In early 1936 a ‘new engine’, funded by a ten thousand pound injection of capital by Sir Arthur Sutherland, was being developed by Claude Hill. Two litres in capacity, it was producing about twenty five percent more power than the 1½ litre engine, which had given such good service since 1928. The works had experimented previously with a hugely over-bored engine as far back as 1931, but more recent work had indicated that simply increasing the bore size was not likely to produce a sufficiently reliable gain to be worthwhile. The 1½ litre blocks could be stretched to over 1700 cc but the stroke also needed to be adjusted and this was not so easy to accommodate in the 1½ litre cylinder block.

So, the new 2 litre engine was a completely new unit, with redesigned patterns and tooling and with only a very few parts carried forward from the Mark II engine. The potential of the new engine was so encouraging that a decision was made to design and build a new chassis into which it could be fitted. This was to become the ‘Speed Model’. As always, with an eye to racing success driving sales, Gordon Sutherland sanctioned the production of two new works team cars to be designated LM22 and LM23, for yet another entry at the Le Mans 24 Hours Race.
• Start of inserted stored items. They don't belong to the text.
use serde::{Deserialize, Serialize};
use std::{collections::BTreeMap as Map, fmt};

#[derive(Clone, Debug, Hash, PartialOrd, Ord, PartialEq, Eq, Serialize, Deserialize)]
pub struct Alias(pub String);

#[derive(Clone, Debug, Hash, PartialOrd, Ord, PartialEq, Eq)]
pub struct ImageId(pub String);

#[derive(Clone, Debug, Hash, PartialOrd, Ord, PartialEq, Eq)]
pub struct BuildId(pub String);

#[derive(Clone, Debug, Hash, PartialOrd, Ord, PartialEq, Eq)]
pub struct InstanceId(pub String);

impl fmt::Display for Alias {
    fn fmt(&self, f: &mut fmt::Formatter<'_>) -> fmt::Result {
        f.write_str(&self.0)
    }
}

impl fmt::Display for InstanceId {
    fn fmt(&self, f: &mut fmt::Formatter<'_>) -> fmt::Result {
        f.write_str(&self.0)
    }
}

/// What gets baked into an image. Build steps run in order and a nonzero
/// exit aborts the rest of the build.
#[derive(Clone, Debug, Hash, PartialEq, Eq, Serialize, Deserialize)]
pub struct ImageSpec {
    pub base_image: String,
    pub user: String,
    pub build_env: Map<String, String>,
    pub build_steps: Vec<String>,
}

#[derive(Copy, Clone, Debug, Hash, PartialEq, Eq, Serialize, Deserialize)]
#[serde(default, deny_unknown_fields)]
pub struct Capacity {
    pub cpus: u32,
    pub memory_mb: u64,
}

impl Default for Capacity {
    fn default() -> Self {
        Capacity {
            cpus: 2,
            memory_mb: 2048,
        }
    }
}

/// Hex digest of an `ImageSpec`, see `hasher::fingerprint`.
#[derive(Clone, Debug, Hash, PartialEq, Eq)]
pub struct Fingerprint(pub String);

#[derive(Clone, Debug)]
pub struct BuildRequest {
    pub alias: Alias,
    pub image: ImageSpec,
    pub capacity: Capacity,
    pub fingerprint: Fingerprint,
}

#[derive(Clone, Debug, PartialEq, Eq)]
pub struct BuiltImage {
    pub image_id: ImageId,
    pub build_id: BuildId,
}

#[derive(Clone, Debug, PartialEq, Eq)]
pub struct BuildResult {
    pub image_id: ImageId,
    pub build_id: BuildId,
    pub alias: Alias,
}

#[derive(Clone, Debug, PartialEq, Eq, Serialize, Deserialize)]
pub struct Check {
    pub label: String,
    pub command: String,
}

impl Check {
    pub fn new<L: Into<String>, C: Into<String>>(label: L, command: C) -> Check {
        Check {
            label: label.into(),
            command: command.into(),
        }
    }
}

/// Everything the verifier needs besides the alias. The runtime environment
/// is separate from the build environment because instances do not inherit
/// variables set at build time.
#[derive(Clone, Debug, Default, PartialEq, Eq, Serialize, Deserialize)]
pub struct VerificationPlan {
    pub runtime_env: Map<String, String>,
    pub checks: Vec<Check>,
    pub smoke: Option<Check>,
}

#[derive(Clone, Debug, Default, PartialEq, Eq)]
pub struct CommandOutput {
    pub exit_code: i32,
    pub stdout: String,
    pub stderr: String,
}

#[derive(Copy, Clone, Debug, PartialEq, Eq)]
pub enum CheckKind {
    Command,
    Smoke,
}

#[derive(Clone, Debug, PartialEq, Eq)]
pub struct CheckOutcome {
    pub label: String,
    pub command: String,
    pub kind: CheckKind,
    pub exit_code: i32,
    pub stdout: String,
    pub stderr: String,
    pub passed: bool,
}

impl CheckOutcome {
    pub fn new(check: &Check, kind: CheckKind, output: CommandOutput) -> CheckOutcome {
        CheckOutcome {
            label: check.label.clone(),
            command: check.command.clone(),
            kind,
            exit_code: output.exit_code,
            passed: output.exit_code == 0,
            stdout: output.stdout,
            stderr: output.stderr,
        }
    }
}

#[derive(Clone, Debug)]
pub struct VerificationReport {
    pub alias: Alias,
    pub instance: InstanceId,
    pub entries: Vec<CheckOutcome>,
    pub teardown_error: Option<String>,
}

impl VerificationReport {
    pub fn failures(&self) -> impl Iterator<Item = &CheckOutcome> {
        self.entries.iter().filter(|entry| !entry.passed)
    }

    pub fn all_passed(&self) -> bool {
        self.failures().next().is_none()
    }

    /// Why a verify run ending with this report should exit nonzero, if it
    /// should. A failed teardown always fails the run, failed checks only
    /// under `VerifyPolicy::Strict`.
    pub fn exit_error(&self, policy: VerifyPolicy) -> Option<String> {
        if let Some(teardown_error) = &self.teardown_error {
            return Some(teardown_error.clone());
        }

        let failed = self.failures().count();
        match policy {
            VerifyPolicy::Strict if failed > 0 => {
                Some(format!("{} verification checks failed", failed))
            }
            _ => None,
        }
    }
}

#[derive(Clone, Debug, PartialEq, Eq)]
pub struct TemplateDefinition {
    pub alias: Alias,
    pub image: ImageSpec,
    pub capacity: Capacity,
    pub verification: VerificationPlan,
}

#[derive(Copy, Clone, Debug, PartialEq, Eq)]
pub enum VerifyPolicy {
    /// Failed checks are reported but do not fail the run.
    Lenient,
    /// Any failed check fails the run.
    Strict,
}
Along side the new ‘Speed Model’ a production version was being developed, known as the ‘15/98’. Initially as a long chassis saloon, the new 2 litre Aston Martin was something of a disappointment. However, the shorter chassis 2/4 seater tourer was quickly developed into a very nice touring car. A drop head coupe version was also offered on the short chassis and open four seater tourer coachwork was an option on the longer chassis.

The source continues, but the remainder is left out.